Omega-3 fish oil supplements prescribed to heart attack and chronic heart failure patients may help prevent death, a new advisory from the American Heart Association (AHA) suggests.

But while fish oil may help extend these patients’ lives, there is no strong evidence for recommending these supplements to prevent heart disease in the first place, the advisory added.

OK For Heart Patients, No-Go For Prevention

“We cannot make a recommendation to use omega-3 fish oil supplements for primary prevention of cardiovascular disease at this time,” said lead study author Dr. David Siscovick in a statement, pointing to “the absence of scientific data” showing benefits in people who do not carry a cardiovascular disease diagnosis.

About 18.8 million adults in America reportedly took fish oil in 2012, and a study pinpointed that roughly 8 percent of U.S. adults or almost 19 million used fish oil in the last month alone.

Omega-3 fats are found in fatty fish such as tuna, mackerel, salmon, trout, herring, and sardines and foods such as algae, krill, and nut oils. The AHA recommends eating fish at least twice a week, but supplementation is often used when one isn’t consuming enough of these food sources.

For people with heart failure, the AHA saw some benefit.
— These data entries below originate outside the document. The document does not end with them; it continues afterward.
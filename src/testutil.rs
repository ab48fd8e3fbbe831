//! Shared fixtures for repository and domain tests.

use chrono::Utc;
use rusqlite::Connection;
use uuid::Uuid;

use crate::db::repository;
use crate::models::enums::{ApprovalStatus, ReportStatus, ReportType, Role};
use crate::models::{Medicine, Patient, Report, User};

pub fn seed_user(conn: &Connection, role: Role, sector: &str, district: &str) -> User {
    seed_user_with_status(conn, role, sector, district, ApprovalStatus::Approved)
}

pub fn seed_user_with_status(
    conn: &Connection,
    role: Role,
    sector: &str,
    district: &str,
    approval_status: ApprovalStatus,
) -> User {
    let now = Utc::now();
    let user = User {
        id: Uuid::new_v4(),
        full_name: "Fixture Vet".into(),
        email: format!("{}@vet.rw", Uuid::new_v4()),
        phone: None,
        password_hash: "fixture-hash".into(),
        role,
        approval_status,
        province: "South".into(),
        district: district.into(),
        sector: sector.into(),
        created_at: now,
        updated_at: now,
    };
    repository::insert_user(conn, &user).expect("seed user");
    user
}

pub fn seed_patient(conn: &Connection, vet: &User, sector: &str, district: &str) -> Patient {
    let now = Utc::now();
    let patient = Patient {
        id: Uuid::new_v4(),
        animal_name: "Inka".into(),
        species: "cattle".into(),
        breed: Some("Ankole".into()),
        age_months: Some(30),
        owner_name: "Mukamana".into(),
        owner_phone: None,
        province: "South".into(),
        district: district.into(),
        sector: sector.into(),
        cell: None,
        village: None,
        prior_conditions: None,
        veterinarian_id: vet.id,
        created_at: now,
        updated_at: now,
    };
    repository::insert_patient(conn, &patient).expect("seed patient");
    patient
}

pub fn seed_medicine(conn: &Connection, vet: &User, total_stock: i64) -> Medicine {
    let now = Utc::now();
    let medicine = Medicine {
        id: Uuid::new_v4(),
        name: "Oxytetracycline".into(),
        description: None,
        unit: "ml".into(),
        total_stock,
        current_stock: total_stock,
        stock_in: 0,
        stock_out: 0,
        expiry_date: None,
        veterinarian_id: vet.id,
        created_at: now,
        updated_at: now,
    };
    repository::insert_medicine(conn, &medicine).expect("seed medicine");
    medicine
}

pub fn seed_report(conn: &Connection, submitter: &User) -> Report {
    let now = Utc::now();
    let report = Report {
        id: Uuid::new_v4(),
        title: "Monthly activity".into(),
        content: "Vaccinated 40 cattle.".into(),
        report_type: ReportType::Monthly,
        status: ReportStatus::Pending,
        submitter_id: submitter.id,
        province: submitter.province.clone(),
        district: submitter.district.clone(),
        sector: submitter.sector.clone(),
        sector_vet_notes: None,
        sector_reviewer_id: None,
        sector_reviewed_at: None,
        district_vet_notes: None,
        district_reviewer_id: None,
        district_reviewed_at: None,
        attachment_ref: None,
        created_at: now,
        updated_at: now,
    };
    repository::insert_report(conn, &report).expect("seed report");
    report
}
A large, randomized clinical trial demonstrated how a low dose of the supplement slashed death and hospitalization by 9 percent in patients of heart failure, which takes place when the heart cannot sufficiently pump blood.
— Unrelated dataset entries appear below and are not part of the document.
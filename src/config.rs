//! Runtime configuration: bind address and database path, env-driven with
//! a home-directory default.

use std::net::SocketAddr;
use std::path::PathBuf;

pub const APP_NAME: &str = "vetreg";
pub const APP_VERSION: &str = env!("CARGO_PKG_VERSION");

const DEFAULT_ADDR: &str = "127.0.0.1:8600";

#[derive(Debug, Clone)]
pub struct Config {
    pub addr: SocketAddr,
    pub db_path: PathBuf,
}

impl Config {
    /// Read configuration from `VETREG_ADDR` and `VETREG_DB`, falling back
    /// to `127.0.0.1:8600` and `~/.vetreg/vetreg.db`.
    pub fn from_env() -> Result<Self, String> {
        let addr = std::env::var("VETREG_ADDR").unwrap_or_else(|_| DEFAULT_ADDR.to_string());
        let addr: SocketAddr = addr
            .parse()
            .map_err(|e| format!("Invalid VETREG_ADDR '{addr}': {e}"))?;

        let db_path = match std::env::var("VETREG_DB") {
            Ok(path) => PathBuf::from(path),
            Err(_) => default_db_path()?,
        };

        Ok(Self { addr, db_path })
    }
}

/// Default tracing filter when `RUST_LOG` is unset.
pub fn default_log_filter() -> String {
    format!("{APP_NAME}=info,tower_http=info")
}

/// `~/.vetreg/vetreg.db`, creating the directory if needed.
fn default_db_path() -> Result<PathBuf, String> {
    let home = dirs::home_dir().ok_or("Cannot determine home directory")?;
    let dir = home.join(".vetreg");
    std::fs::create_dir_all(&dir).map_err(|e| format!("Cannot create {}: {e}", dir.display()))?;
    Ok(dir.join("vetreg.db"))
}

#[cfg(test)]
mod tests {
    use super::*;

    #[test]
    fn default_addr_parses() {
        let addr: SocketAddr = DEFAULT_ADDR.parse().unwrap();
        assert_eq!(addr.port(), 8600);
    }

    #[test]
    fn default_db_path_under_home() {
        let path = default_db_path().unwrap();
        assert!(path.starts_with(dirs::home_dir().unwrap()));
        assert!(path.ends_with(".vetreg/vetreg.db"));
    }

    #[test]
    fn app_version_matches_cargo() {
        assert_eq!(APP_VERSION, "0.3.0");
    }
}
use chrono::{DateTime, Utc};
use serde::{Deserialize, Serialize};
use uuid::Uuid;

use super::enums::{LicenseStatus, LicenseType};

/// A practitioner's application for an official practice credential.
/// `license_number` is assigned when a district reviewer approves.
#[derive(Debug, Clone, Serialize, Deserialize)]
pub struct LicenseApplication {
    pub id: Uuid,
    pub applicant_id: Uuid,
    pub license_type: LicenseType,
    pub specialization: String,
    pub document_ref: Option<String>,
    pub status: LicenseStatus,
    pub license_number: Option<String>,
    pub review_notes: Option<String>,
    pub reviewer_id: Option<Uuid>,
    pub reviewed_at: Option<DateTime<Utc>>,
    pub created_at: DateTime<Utc>,
    pub updated_at: DateTime<Utc>,
}
use chrono::{DateTime, Utc};
use serde::{Deserialize, Serialize};
use uuid::Uuid;

/// A registered animal and its owner, located in the national
/// province/district/sector/cell/village hierarchy.
#[derive(Debug, Clone, Serialize, Deserialize)]
pub struct Patient {
    pub id: Uuid,
    pub animal_name: String,
    pub species: String,
    pub breed: Option<String>,
    pub age_months: Option<i32>,
    pub owner_name: String,
    pub owner_phone: Option<String>,
    pub province: String,
    pub district: String,
    pub sector: String,
    pub cell: Option<String>,
    pub village: Option<String>,
    pub prior_conditions: Option<String>,
    pub veterinarian_id: Uuid,
    pub created_at: DateTime<Utc>,
    pub updated_at: DateTime<Utc>,
}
In general, the new advisory is based on a review of 15 trials testing the supplement’s effect on heart health and on situations such as strokes, heart attacks, and atrial fibrillation. Thirteen were performed after 2002, which was the last time the group rolled out recommendations on fish oil.

Most studies used around 1,000 milligrams each day as omega-3 fat doses.
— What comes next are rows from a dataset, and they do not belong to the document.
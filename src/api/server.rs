//! HTTP server lifecycle: bind → spawn background task → return a handle
//! with a shutdown channel.

use std::net::SocketAddr;
use std::path::PathBuf;

use tokio::sync::oneshot;

use crate::api::router::build_router;
use crate::api::types::ApiContext;

/// Handle to a running API server.
pub struct ApiServer {
    pub addr: SocketAddr,
    shutdown_tx: Option<oneshot::Sender<()>>,
}

impl ApiServer {
    /// Shut down the server gracefully. Idempotent.
    pub fn shutdown(&mut self) {
        if let Some(tx) = self.shutdown_tx.take() {
            let _ = tx.send(());
            tracing::info!("API server shutdown signal sent");
        }
    }
}

/// Bind to `addr` and serve the API in a background task. Port 0 picks an
/// ephemeral port; the bound address is on the returned handle.
pub async fn start_server(addr: SocketAddr, db_path: PathBuf) -> Result<ApiServer, String> {
    // Open once up front so migration failures surface at startup, not on
    // the first request.
    crate::db::open_database(&db_path).map_err(|e| format!("Failed to open database: {e}"))?;
    start_server_with_ctx(addr, ApiContext::new(db_path)).await
}

/// Server lifecycle over a pre-built context. Used by tests that need
/// direct access to the session store or the stock feed sender.
pub async fn start_server_with_ctx(
    addr: SocketAddr,
    ctx: ApiContext,
) -> Result<ApiServer, String> {
    let listener = tokio::net::TcpListener::bind(addr)
        .await
        .map_err(|e| format!("Failed to bind API server on {addr}: {e}"))?;
    let addr = listener
        .local_addr()
        .map_err(|e| format!("Failed to get server address: {e}"))?;

    let app = build_router(ctx);
    let (shutdown_tx, shutdown_rx) = oneshot::channel::<()>();

    tokio::spawn(async move {
        let shutdown_signal = async move {
            let _ = shutdown_rx.await;
            tracing::info!("API server received shutdown signal");
        };

        tracing::info!(%addr, "API server started");

        if let Err(e) = axum::serve(listener, app)
            .with_graceful_shutdown(shutdown_signal)
            .await
        {
            tracing::error!("API server error: {e}");
        }

        tracing::info!("API server stopped");
    });

    Ok(ApiServer {
        addr,
        shutdown_tx: Some(shutdown_tx),
    })
}
pub mod repository;
pub mod sqlite;

pub use sqlite::*;

use thiserror::Error;

#[derive(Error, Debug)]
pub enum DatabaseError {
    #[error("SQLite error: {0}")]
    Sqlite(#[from] rusqlite::Error),

    #[error("Entity not found: {entity_type} with id {id}")]
    NotFound { entity_type: String, id: String },

    #[error("Invalid enum value for {field}: {value}")]
    InvalidEnum { field: String, value: String },

    #[error("Migration failed at version {version}: {reason}")]
    MigrationFailed { version: i64, reason: String },

    #[error("Constraint violated: {0}")]
    ConstraintViolation(String),
}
Contrasting Opinions On Fish Oil Supplementation

“We felt like the time was right to revisit this and review the evidence,” Siscovick said.

Not all experts agreed that the new recommendations are beneficial, though.

Dr. Steven Nissen, chair of Cleveland Clinic’s cardiovascular medicine, dubbed it “a disservice to the public” as he saw no convincing proof that fish oil truly benefits heart patients. He pointed to mixed conclusions, and that the benefit seen was anchored on just one trial showing a small effect on patient outcomes.

Dr. Marvin Lipman, chief medical advisor of Consumer Reports, had the same opinion.

“The bottom line is that there are many people who are taking fish oil supplements for no good reason,” he said.

Another worry: the Food and Drug Administration (FDA) does not require these over-the-counter supplements to prove safety and effectiveness prior to their placement on store shelves.

Dr. Ravi Dave, heading UCLA Santa Monica’s cardiology and imaging department, however told CBS News that he recommends fish oil for all his heart patients, particularly those who do not consume fish. He believes it may be an easy route to supplement one’s diet “that may be lacking in those necessary ingredients.”

People are advised to consult their doctor prior to taking any health supplement.